Wie kürzlich berichtet, scheint zwischen der Russischen Föderation und den Vereinigten Staaten ein neuer Konfliktherd um Territorialansprüche in der Arktis entbrannt zu sein, dessen Entwicklung sich im Verlauf der nächsten Monate noch drastisch zu verschärfen droht.

Am vergangenen Donnerstag zeigte sich der russische Außenminister Sergei Lawrow im Rahmen einer Rede im isländischen Reykjavik vor einer Zuhörerschaft des Arktischen Rates aufgrund von zunehmenden Aktivitäten der USA und der NATO in der arktischen Region besorgt.

Diese Aktivitäten ließen sich laut Aussage Lawrows sehr nah der russisch-norwegischen Grenzregion beobachten. Um der Russischen Föderation in der Arktis-Region verstärkt Paroli bieten zu können, war es über die vergangenen Wochen und Monate zu einem Ausbau der Militärkooperation zwischen den Vereinigten Staaten und Norwegen gekommen.

In diesem Zuge war es zu Jahresbeginn auch erstmals in der Historie beider Staaten zu einer Stationierung von amerikanischen Langstreckenbombern in Norwegen gekommen. Im Jahr 2022 wird Norwegen zudem als Gastgeberland für weitläufige Militärübungen von NATO- und US-Truppen fungieren.

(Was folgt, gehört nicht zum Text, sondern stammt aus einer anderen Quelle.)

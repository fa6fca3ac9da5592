//! CLI command implementations

pub mod batch;
pub mod generate;
pub mod json_output;
pub mod profiles;
pub mod validate;

/// Exit status for a successful run.
pub const EXIT_OK: u8 = 0;

/// Exit status for an unreadable or invalid request.
pub const EXIT_REQUEST_ERROR: u8 = 1;

/// Exit status for a synthesis failure.
pub const EXIT_GENERATION_ERROR: u8 = 2;
//! Batch command implementation
//!
//! Generates every `*.json` request in a directory. Each synthesis runs on
//! the blocking pool, at most `jobs` at a time. A request that outlives its
//! time budget has its cancel token set and stops at the next stage
//! boundary. Ctrl-C cancels everything still running.

use std::fs;
use std::path::{Path, PathBuf};
use std::process::ExitCode;
use std::sync::Arc;
use std::time::{Duration, Instant};

use anyhow::{Context, Result};
use chrono::Local;
use colored::Colorize;
use serenity_backend_audio::CancelToken;
use serenity_spec::SynthesisConfig;
use tokio::runtime::Builder;
use tokio::sync::Semaphore;

use super::generate::{produce_clip, ClipError, FILE_PREFIX};
use super::json_output::{error_codes, BatchItem, BatchOutput, JsonError};
use super::{EXIT_GENERATION_ERROR, EXIT_OK, EXIT_REQUEST_ERROR};
use crate::input::{apply_seed, load_config, load_request};

/// Batch settings shared by every request.
#[derive(Debug, Clone)]
pub struct BatchOptions {
    /// Output directory
    pub out_dir: PathBuf,
    /// Synthesis config
    pub config: SynthesisConfig,
    /// Seed override for every request
    pub seed: Option<u32>,
    /// Maximum concurrent syntheses
    pub jobs: usize,
    /// Per-request time budget
    pub timeout: Option<Duration>,
}

/// Outcome of one request plus its exit status.
#[derive(Debug, Clone)]
pub struct BatchOutcome {
    /// Reported result
    pub item: BatchItem,
    /// 0, 1, or 2
    pub status: u8,
}

/// Run the batch command
///
/// # Returns
/// Exit code: 0 if every request succeeded, otherwise the worst status seen
pub fn run(
    dir: &str,
    out_root: Option<&str>,
    config_path: Option<&str>,
    seed: Option<u32>,
    jobs: usize,
    timeout_secs: Option<u64>,
    json_output: bool,
) -> Result<ExitCode> {
    let requests = collect_requests(Path::new(dir))?;
    let options = BatchOptions {
        out_dir: PathBuf::from(out_root.unwrap_or(".")),
        config: load_config(config_path, seed)?,
        seed,
        jobs: jobs.max(1),
        timeout: timeout_secs.map(Duration::from_secs),
    };

    if !json_output {
        println!(
            "{} {} request(s) from {} ({} job(s))",
            "Batch:".cyan().bold(),
            requests.len(),
            dir,
            options.jobs
        );
    }

    let start = Instant::now();
    let runtime = Builder::new_current_thread()
        .enable_all()
        .build()
        .context("failed to create runtime")?;
    let outcomes = runtime.block_on(run_batch(requests, options));

    let status = outcomes.iter().map(|o| o.status).max().unwrap_or(EXIT_OK);
    let items: Vec<BatchItem> = outcomes.into_iter().map(|o| o.item).collect();
    let succeeded = items.iter().filter(|i| i.success).count();

    if json_output {
        let output = BatchOutput {
            generated_at: Local::now().to_rfc3339(),
            total: items.len(),
            succeeded,
            failed: items.len() - succeeded,
            items,
        };
        println!("{}", serde_json::to_string_pretty(&output)?);
    } else {
        print_summary(&items, succeeded, start.elapsed());
    }

    Ok(ExitCode::from(status))
}

/// Lists `*.json` files in a directory, sorted by name.
pub fn collect_requests(dir: &Path) -> Result<Vec<PathBuf>> {
    let mut paths: Vec<PathBuf> = fs::read_dir(dir)
        .with_context(|| format!("Failed to read request directory: {}", dir.display()))?
        .filter_map(|entry| entry.ok().map(|e| e.path()))
        .filter(|path| path.is_file() && path.extension().is_some_and(|ext| ext == "json"))
        .collect();
    paths.sort();
    Ok(paths)
}

/// Generates every request, returning outcomes in input order.
pub async fn run_batch(requests: Vec<PathBuf>, options: BatchOptions) -> Vec<BatchOutcome> {
    let semaphore = Arc::new(Semaphore::new(options.jobs));
    let options = Arc::new(options);
    let tokens: Vec<CancelToken> = requests.iter().map(|_| CancelToken::new()).collect();

    let interrupt = {
        let tokens = tokens.clone();
        tokio::spawn(async move {
            if tokio::signal::ctrl_c().await.is_ok() {
                tracing::warn!("interrupted, cancelling remaining requests");
                tokens.iter().for_each(CancelToken::cancel);
            }
        })
    };

    let handles: Vec<_> = requests
        .into_iter()
        .zip(tokens)
        .map(|(path, token)| {
            let semaphore = Arc::clone(&semaphore);
            let options = Arc::clone(&options);
            tokio::spawn(async move {
                // The semaphore is never closed.
                let _permit = semaphore.acquire_owned().await.ok();
                run_one(path, &options, token).await
            })
        })
        .collect();

    let mut outcomes = Vec::with_capacity(handles.len());
    for handle in handles {
        outcomes.push(match handle.await {
            Ok(outcome) => outcome,
            Err(e) => failure(
                "<unknown>".to_string(),
                JsonError::new(error_codes::TASK_FAILED, e.to_string()),
                EXIT_GENERATION_ERROR,
            ),
        });
    }

    interrupt.abort();
    outcomes
}

async fn run_one(path: PathBuf, options: &BatchOptions, token: CancelToken) -> BatchOutcome {
    let label = path.display().to_string();

    let request = match load_request(&path) {
        Ok(request) => apply_seed(request, options.seed),
        Err(e) => {
            return failure(
                label,
                JsonError::new(error_codes::REQUEST_LOAD, format!("{:#}", e)),
                EXIT_REQUEST_ERROR,
            )
        }
    };

    let stem = format!(
        "{}_{}",
        FILE_PREFIX,
        path.file_stem().map(|s| s.to_string_lossy()).unwrap_or_default()
    );
    let config = options.config.clone();
    let out_dir = options.out_dir.clone();
    let worker_token = token.clone();

    tracing::debug!(request = %label, "dispatching");
    let mut handle = tokio::task::spawn_blocking(move || {
        produce_clip(&request, &config, &out_dir, &stem, &worker_token)
    });

    let mut timed_out = false;
    let joined = match options.timeout {
        Some(limit) => match tokio::time::timeout(limit, &mut handle).await {
            Ok(joined) => joined,
            Err(_) => {
                tracing::warn!(request = %label, "time budget exceeded, cancelling");
                timed_out = true;
                token.cancel();
                handle.await
            }
        },
        None => handle.await,
    };

    match joined {
        Ok(Ok(clip)) => BatchOutcome {
            item: BatchItem {
                request: label,
                success: true,
                clip: Some(clip.record),
                error: None,
            },
            status: EXIT_OK,
        },
        Ok(Err(ClipError::Generation(_))) if timed_out => failure(
            label,
            JsonError::new(error_codes::TIMEOUT, "synthesis exceeded its time budget"),
            EXIT_GENERATION_ERROR,
        ),
        Ok(Err(err)) => {
            let status = err.exit_status();
            let error = err
                .to_json_errors()
                .into_iter()
                .next()
                .unwrap_or_else(|| JsonError::new(error_codes::TASK_FAILED, err.to_string()));
            failure(label, error, status)
        }
        Err(e) => failure(
            label,
            JsonError::new(error_codes::TASK_FAILED, e.to_string()),
            EXIT_GENERATION_ERROR,
        ),
    }
}

fn failure(request: String, error: JsonError, status: u8) -> BatchOutcome {
    BatchOutcome {
        item: BatchItem {
            request,
            success: false,
            clip: None,
            error: Some(error),
        },
        status,
    }
}

fn print_summary(items: &[BatchItem], succeeded: usize, elapsed: Duration) {
    for item in items {
        match (&item.clip, &item.error) {
            (Some(clip), _) => println!("  {} {} -> {}", "+".green(), item.request, clip.wav_path),
            (None, Some(error)) => println!(
                "  {} {} [{}] {}",
                "x".red(),
                item.request,
                error.code,
                error.message
            ),
            (None, None) => {}
        }
    }

    let failed = items.len() - succeeded;
    let verdict = if failed == 0 {
        "SUCCESS".green().bold()
    } else {
        "FAILED".red().bold()
    };
    println!(
        "\n{} {} succeeded, {} failed ({:.1}s)",
        verdict,
        succeeded,
        failed,
        elapsed.as_secs_f64()
    );
}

An dieser geplanten Militärübung sollen laut aktuellem Stand bis zu 40.000 Soldaten aus dreißig Nationen beteiligt werden. Unter Bezugnahme auf Norwegens Militärchef werde es im nächsten Jahr zur größten jemals im arktischen Zirkel abgehaltenen Militärübung seit den 1980er Jahren kommen.

Zu den aktuellen Aufgaben des Arktischen Rates gehört es bislang nicht, militärische Belange in die eigenen Überlegungen zu involvieren. Daran müsse sich laut Sergei Lawrow zukünftig etwas ändern.

Grundsätzlich unterhielte die Russische Föderation gute Beziehungen zum Arktischen Rat. In der Zukunft müsse die militärische Sphäre in diese Beziehungen allerdings inkludiert werden, so Sergei Lawrow weiter.

Obwohl es am Rande des jüngsten Zusammentreffens des Arktischen Rates zu einem oberflächlich betrachtet relativ entspannten Zusammentreffen zwischen Sergei Lawrow und dem amerikanischen Außenminister Antony Blinken gekommen war, bezichtigte Blinken den Moskauer Kreml am Donnerstag letzter Woche, unsachgemäße und rechtlose Ansprüche in der Arktis-Region für sich zu proklamieren.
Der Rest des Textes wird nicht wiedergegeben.